CYRIL ETESSE ET ANTONY VINCENT
Une Grande Vadrouille désopilante « Les pieds nus dans la neige »
La comédie-hommage à Louis de Funès jouée par l’irrésistible duo formé par Cyril Etesse et Antony Vincent laisse la salle de l’Alhambra hilare, et un peu nostalgique aussi.
La côte de popularité du président de la République, Louis de Salluste, s’effondre tandis que le peuple s’enlise dans une extrême pauvreté durant un hiver particulièrement rigoureux. Pour tenter de redorer son image, ce président engage un jeune conseiller en communication, le sémillant Adrien Gensac, qui devient vite plus populaire que lui. Il faut dire qu’il ne manque pas d’atouts…
Dialogues et situations désopilantes s’enchaînent, ponctués d’éclats de rire.

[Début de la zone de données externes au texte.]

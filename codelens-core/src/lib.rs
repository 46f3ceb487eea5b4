#![deny(missing_docs)]
//! CodeLens core library.
//!
//! This crate contains the wire types, API client and result handling that
//! power the CodeLens AI-code detection tooling.

pub mod baseline;
pub mod batch;
pub mod cache;
pub mod classify;
pub mod client;
pub mod config;
pub mod domain;
pub mod error;
pub mod language;
pub mod report;
pub mod store;
pub mod transport;
pub mod validate;

pub use baseline::{VerdictCounts, features_with_baseline, verdict_counts};
pub use batch::{
    BatchAnalysisResponse, BatchStatus, DEFAULT_POLL_INTERVAL, FileAnalysisResult, FileStatus,
    GoogleDriveBatchRequest, SimilarityLabel, Sleeper, TokioSleeper, poll_batch,
    similarity_label,
};
pub use cache::{Clock, ResultCache, SystemClock, cache_key};
pub use classify::{
    AnalysisResult, ResponseKind, classify, is_ai_mdx_response, is_analysis_response,
    is_individual_analysis_response,
};
pub use client::{AnalysisMode, ApiClient, Endpoint, UploadFile};
pub use config::{ClientConfig, DEFAULT_API_URL, cache_dir};
pub use domain::{
    AiMdxResponse, AnalysisMethodsResponse, AnalysisResponse, CodeAnalysisRequest, HealthStatus,
    IndividualAnalysisResponse,
};
pub use error::{CodelensError, Result, error_message};
pub use language::detect_language;
pub use report::{
    ConfidenceLevel, ExportedReport, export_file_name, format_file_size, format_percent, render_analysis_markdown,
    render_batch_markdown, render_json, write_export,
};
pub use store::{DirStore, KeyValueStore, MemoryStore};
pub use transport::{HttpTransport, Method, RequestBody, ReqwestTransport};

C’est Cyril Etesse, comédien humoriste admirateur de Louis de Funès révélé par l’émission télévisée de Laurent Ruquier On n’demande qu’à en rire sur France 2 qui a concocté cette comédie originale. Les clins d’œil savoureux aux films cultes de Louis de Funès comme à l’actualité politique font mouche. Cyril a choisi Antony Vincent, l’un des personnages principaux de la série En Coloc diffusée sur TF1, pour former un duo d’une rare complicité.
Vous quittez tous deux le seul en scène pour cette aventure originale en duo. Comment avez-vous acquis cette complicité jubilatoire, cette alchimie communicative qui déclenche les rires des spectateurs ? Quels plaisirs nouveaux tirez-vous tous deux de ce jeu en tandem ?
Cyril Etesse : En ce qui me concerne, je voulais jouer une comédie depuis quelques temps déjà. Je connaissais Antony depuis une dizaine d’années et on avait sympathisé sur des plateaux d’humour. Il correspondait à ce que je cherchais pour le rôle du conseiller et c’est naturellement que je lui ai proposé de jouer avec moi. On a une affinité naturelle dans la vie qui se répercute dans la pièce justement. J’étais à peu près sûr de ça. La complicité est d’autant plus forte que le spectacle est maintenant rôdé, du coup on s’amuse beaucoup et improvise. Pour que ça fonctionne il faut qu’on ait une vraie amitié quasi fraternelle qui soit ressentie par les gens. C’est un atout qui nous porte à chaque représentation et il y a du coup un vrai plaisir à jouer à deux.
Antony Vincent : Avec Cyril, ça fait maintenant dix ans qu’on se connaît, donc la complicité qu’on a sur scène a eu le temps de s’installer, puis le fait que l’on s’entende bien dans la vie joue beaucoup également.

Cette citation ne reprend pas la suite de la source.